Collected data:
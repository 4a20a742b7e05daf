//! Quorum detection.
//!
//! A round with an explicit participant list is ready once every listed
//! participant has contributed. A round without one falls back to counting
//! distinct contributors against the configured legacy threshold.

use crate::context::TxContext;
use crate::error::LedgerResult;
use crate::{contributions, rounds};
use fedchain_types::{AggregationReadiness, RoundParticipationStatus, TrainingRound};
use std::collections::BTreeSet;
use tracing::debug;

/// Quorum rule that applies to a round.
#[derive(Debug, Clone, PartialEq, Eq)]
pub enum QuorumPolicy {
    /// Every listed participant must contribute.
    Explicit(Vec<String>),
    /// At least this many distinct participants must contribute.
    Legacy(usize),
}

impl QuorumPolicy {
    /// Policy for a round given the legacy threshold.
    pub fn for_round(round: &TrainingRound, legacy_threshold: usize) -> Self {
        if round.participants.is_empty() {
            QuorumPolicy::Legacy(legacy_threshold)
        } else {
            QuorumPolicy::Explicit(round.participants.clone())
        }
    }

    /// Evaluate against the distinct contributors of the round.
    pub fn evaluate(&self, contributors: &BTreeSet<String>) -> QuorumOutcome {
        let ready = match self {
            QuorumPolicy::Explicit(expected) => {
                expected.iter().all(|p| contributors.contains(p))
            }
            QuorumPolicy::Legacy(threshold) => contributors.len() >= *threshold,
        };
        QuorumOutcome {
            ready,
            submitted: contributors.iter().cloned().collect(),
        }
    }

    /// Participants the policy names; empty for the legacy rule.
    pub fn expected(&self) -> &[String] {
        match self {
            QuorumPolicy::Explicit(expected) => expected,
            QuorumPolicy::Legacy(_) => &[],
        }
    }
}

/// Result of evaluating a [`QuorumPolicy`].
#[derive(Debug, Clone, PartialEq, Eq)]
pub struct QuorumOutcome {
    pub ready: bool,
    /// Distinct contributors in sorted order.
    pub submitted: Vec<String>,
}

/// First active round, in key order, that has reached quorum.
pub fn check_ready_for_aggregation(ctx: &TxContext<'_>) -> LedgerResult<AggregationReadiness> {
    let threshold = ctx.config().legacy_quorum_threshold;
    let contributors = contributions::contributors_by_round(ctx)?;
    let empty = BTreeSet::new();

    for round in rounds::list_rounds(ctx)? {
        if !round.status.is_active() {
            continue;
        }
        let submitted = contributors.get(&round.id).unwrap_or(&empty);
        let outcome = QuorumPolicy::for_round(&round, threshold).evaluate(submitted);
        if outcome.ready {
            debug!(round_id = %round.id, uploaded = outcome.submitted.len(), "Round ready for aggregation");
            return Ok(AggregationReadiness {
                ready: true,
                round_id: Some(round.id),
                uploaded_count: Some(outcome.submitted.len()),
                participants: Some(outcome.submitted),
            });
        }
    }
    Ok(AggregationReadiness::not_ready())
}

pub fn round_participation_status(
    ctx: &TxContext<'_>,
    round_id: &str,
) -> LedgerResult<RoundParticipationStatus> {
    let round = rounds::get_round(ctx, round_id)?;
    let submitted: BTreeSet<String> = contributions::list_by_round(ctx, round_id)?
        .into_iter()
        .map(|c| c.participant_id)
        .collect();

    let policy = QuorumPolicy::for_round(&round, ctx.config().legacy_quorum_threshold);
    let outcome = policy.evaluate(&submitted);

    Ok(RoundParticipationStatus {
        round_id: round.id,
        status: round.status,
        ready: outcome.ready,
        uploaded_count: outcome.submitted.len(),
        expected: policy.expected().to_vec(),
        submitted: outcome.submitted,
    })
}

#[cfg(test)]
mod tests {
    use super::*;
    use crate::contributions::{record_contribution, ContributionSubmission};
    use crate::host::LedgerConfig;
    use crate::state::MemoryWorldState;
    use fedchain_types::RoundStatus;

    fn contributors(ids: &[&str]) -> BTreeSet<String> {
        ids.iter().map(|s| s.to_string()).collect()
    }

    fn contribute(ctx: &mut TxContext<'_>, id: &str, round_id: &str, participant: &str) {
        record_contribution(
            ctx,
            ContributionSubmission {
                id: id.to_string(),
                round_id: round_id.to_string(),
                participant_id: participant.to_string(),
                model_uri: format!("{round_id}/{participant}.weights"),
                ..Default::default()
            },
        )
        .unwrap();
    }

    #[test]
    fn test_explicit_policy_needs_superset() {
        let policy = QuorumPolicy::Explicit(vec!["dbs".into(), "ing".into()]);
        assert!(!policy.evaluate(&contributors(&["dbs"])).ready);
        assert!(policy.evaluate(&contributors(&["ing", "dbs"])).ready);
        assert!(policy.evaluate(&contributors(&["ing", "dbs", "ocbc"])).ready);
    }

    #[test]
    fn test_legacy_policy_counts_distinct() {
        let policy = QuorumPolicy::Legacy(3);
        assert!(!policy.evaluate(&contributors(&["a", "b"])).ready);
        assert!(policy.evaluate(&contributors(&["a", "b", "c"])).ready);
        assert!(policy.expected().is_empty());
    }

    #[test]
    fn test_legacy_duplicates_do_not_count() {
        let store = MemoryWorldState::new();
        let config = LedgerConfig::default();
        let mut ctx = TxContext::new(&store, &config, 0);
        rounds::create_round(&mut ctx, "old", "dbs", "").unwrap();
        contribute(&mut ctx, "c1", "old", "dbs");
        contribute(&mut ctx, "c2", "old", "dbs");
        contribute(&mut ctx, "c3", "old", "ing");

        let status = round_participation_status(&ctx, "old").unwrap();
        assert!(!status.ready);
        assert_eq!(status.uploaded_count, 2);

        contribute(&mut ctx, "c4", "old", "ocbc");
        assert!(round_participation_status(&ctx, "old").unwrap().ready);
    }

    #[test]
    fn test_readiness_skips_inactive_and_picks_first() {
        let store = MemoryWorldState::new();
        let config = LedgerConfig {
            legacy_quorum_threshold: 1,
        };
        let mut ctx = TxContext::new(&store, &config, 0);
        assert_eq!(
            check_ready_for_aggregation(&ctx).unwrap(),
            AggregationReadiness::not_ready()
        );

        for id in ["a", "b", "c"] {
            rounds::create_round(&mut ctx, id, "dbs", "").unwrap();
        }
        contribute(&mut ctx, "c1", "a", "dbs");
        contribute(&mut ctx, "c2", "b", "ing");
        contribute(&mut ctx, "c3", "c", "ocbc");
        rounds::update_status(&mut ctx, "a", RoundStatus::Failed).unwrap();

        let readiness = check_ready_for_aggregation(&ctx).unwrap();
        assert!(readiness.ready);
        assert_eq!(readiness.round_id.as_deref(), Some("b"));
        assert_eq!(readiness.participants, Some(vec!["ing".to_string()]));
    }
}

Goal of the exercise:
Give the data again, exactly as it stands.

Completed exercise:
repository 4a20a742b7e05daf
//! Quorum detection.
//!
//! A round with an explicit participant list is ready once every listed
//! participant has contributed. A round without one falls back to counting
//! distinct contributors against the configured legacy threshold.

use crate::context::TxContext;
use crate::error::LedgerResult;
use crate::{contributions, rounds};
use fedchain_types::{AggregationReadiness, RoundParticipationStatus, TrainingRound};
use std::collections::BTreeSet;
use tracing::debug;

/// Quorum rule that applies to a round.
#[derive(Debug, Clone, PartialEq, Eq)]
pub enum QuorumPolicy {
    /// Every listed participant must contribute.
    Explicit(Vec<String>),
    /// At least this many distinct participants must contribute.
    Legacy(usize),
}

impl QuorumPolicy {
    /// Policy for a round given the legacy threshold.
    pub fn for_round(round: &TrainingRound, legacy_threshold: usize) -> Self {
        if round.participants.is_empty() {
            QuorumPolicy::Legacy(legacy_threshold)
        } else {
            QuorumPolicy::Explicit(round.participants.clone())
        }
    }

    /// Evaluate against the distinct contributors of the round.
    pub fn evaluate(&self, contributors: &BTreeSet<String>) -> QuorumOutcome {
        let ready = match self {
            QuorumPolicy::Explicit(expected) => {
                expected.iter().all(|p| contributors.contains(p))
            }
            QuorumPolicy::Legacy(threshold) => contributors.len() >= *threshold,
        };
        QuorumOutcome {
            ready,
            submitted: contributors.iter().cloned().collect(),
        }
    }

    /// Participants the policy names; empty for the legacy rule.
    pub fn expected(&self) -> &[String] {
        match self {
            QuorumPolicy::Explicit(expected) => expected,
            QuorumPolicy::Legacy(_) => &[],
        }
    }
}

/// Result of evaluating a [`QuorumPolicy`].
#[derive(Debug, Clone, PartialEq, Eq)]
pub struct QuorumOutcome {
    pub ready: bool,
    /// Distinct contributors in sorted order.
    pub submitted: Vec<String>,
}

/// First active round, in key order, that has reached quorum.
pub fn check_ready_for_aggregation(ctx: &TxContext<'_>) -> LedgerResult<AggregationReadiness> {
    let threshold = ctx.config().legacy_quorum_threshold;
    let contributors = contributions::contributors_by_round(ctx)?;
    let empty = BTreeSet::new();

    for round in rounds::list_rounds(ctx)? {
        if !round.status.is_active() {
            continue;
        }
        let submitted = contributors.get(&round.id).unwrap_or(&empty);
        let outcome = QuorumPolicy::for_round(&round, threshold).evaluate(submitted);
        if outcome.ready {
            debug!(round_id = %round.id, uploaded = outcome.submitted.len(), "Round ready for aggregation");
            return Ok(AggregationReadiness {
                ready: true,
                round_id: Some(round.id),
                uploaded_count: Some(outcome.submitted.len()),
                participants: Some(outcome.submitted),
            });
        }
    }
    Ok(AggregationReadiness::not_ready())
}

pub fn round_participation_status(
    ctx: &TxContext<'_>,
    round_id: &str,
) -> LedgerResult<RoundParticipationStatus> {
    let round = rounds::get_round(ctx, round_id)?;
    let submitted: BTreeSet<String> = contributions::list_by_round(ctx, round_id)?
        .into_iter()
        .map(|c| c.participant_id)
        .collect();

    let policy = QuorumPolicy::for_round(&round, ctx.config().legacy_quorum_threshold);
    let outcome = policy.evaluate(&submitted);

    Ok(RoundParticipationStatus {
        round_id: round.id,
        status: round.status,
        ready: outcome.ready,
        uploaded_count: outcome.submitted.len(),
        expected: policy.expected().to_vec(),
        submitted: outcome.submitted,
    })
}

#[cfg(test)]
mod tests {
    use super::*;
    use crate::contributions::{record_contribution, ContributionSubmission};
    use crate::host::LedgerConfig;
    use crate::state::MemoryWorldState;
    use fedchain_types::RoundStatus;

    fn contributors(ids: &[&str]) -> BTreeSet<String> {
        ids.iter().map(|s| s.to_string()).collect()
    }

    fn contribute(ctx: &mut TxContext<'_>, id: &str, round_id: &str, participant: &str) {
        record_contribution(
            ctx,
            ContributionSubmission {
                id: id.to_string(),
                round_id: round_id.to_string(),
                participant_id: participant.to_string(),
                model_uri: format!("{round_id}/{participant}.weights"),
                ..Default::default()
            },
        )
        .unwrap();
    }

    #[test]
    fn test_explicit_policy_needs_superset() {
        let policy = QuorumPolicy::Explicit(vec!["dbs".into(), "ing".into()]);
        assert!(!policy.evaluate(&contributors(&["dbs"])).ready);
        assert!(policy.evaluate(&contributors(&["ing", "dbs"])).ready);
        assert!(policy.evaluate(&contributors(&["ing", "dbs", "ocbc"])).ready);
    }

    #[test]
    fn test_legacy_policy_counts_distinct() {
        let policy = QuorumPolicy::Legacy(3);
        assert!(!policy.evaluate(&contributors(&["a", "b"])).ready);
        assert!(policy.evaluate(&contributors(&["a", "b", "c"])).ready);
        assert!(policy.expected().is_empty());
    }

    #[test]
    fn test_legacy_duplicates_do_not_count() {
        let store = MemoryWorldState::new();
        let config = LedgerConfig::default();
        let mut ctx = TxContext::new(&store, &config, 0);
        rounds::create_round(&mut ctx, "old", "dbs", "").unwrap();
        contribute(&mut ctx, "c1", "old", "dbs");
        contribute(&mut ctx, "c2", "old", "dbs");
        contribute(&mut ctx, "c3", "old", "ing");

        let status = round_participation_status(&ctx, "old").unwrap();
        assert!(!status.ready);
        assert_eq!(status.uploaded_count, 2);

        contribute(&mut ctx, "c4", "old", "ocbc");
        assert!(round_participation_status(&ctx, "old").unwrap().ready);
    }

    #[test]
    fn test_readiness_skips_inactive_and_picks_first() {
        let store = MemoryWorldState::new();
        let config = LedgerConfig {
            legacy_quorum_threshold: 1,
        };
        let mut ctx = TxContext::new(&store, &config, 0);
        assert_eq!(
            check_ready_for_aggregation(&ctx).unwrap(),
            AggregationReadiness::not_ready()
        );

        for id in ["a", "b", "c"] {
            rounds::create_round(&mut ctx, id, "dbs", "").unwrap();
        }
        contribute(&mut ctx, "c1", "a", "dbs");
        contribute(&mut ctx, "c2", "b", "ing");
        contribute(&mut ctx, "c3", "c", "ocbc");
        rounds::update_status(&mut ctx, "a", RoundStatus::Failed).unwrap();

        let readiness = check_ready_for_aggregation(&ctx).unwrap();
        assert!(readiness.ready);
        assert_eq!(readiness.round_id.as_deref(), Some("b"));
        assert_eq!(readiness.participants, Some(vec!["ing".to_string()]));
    }
}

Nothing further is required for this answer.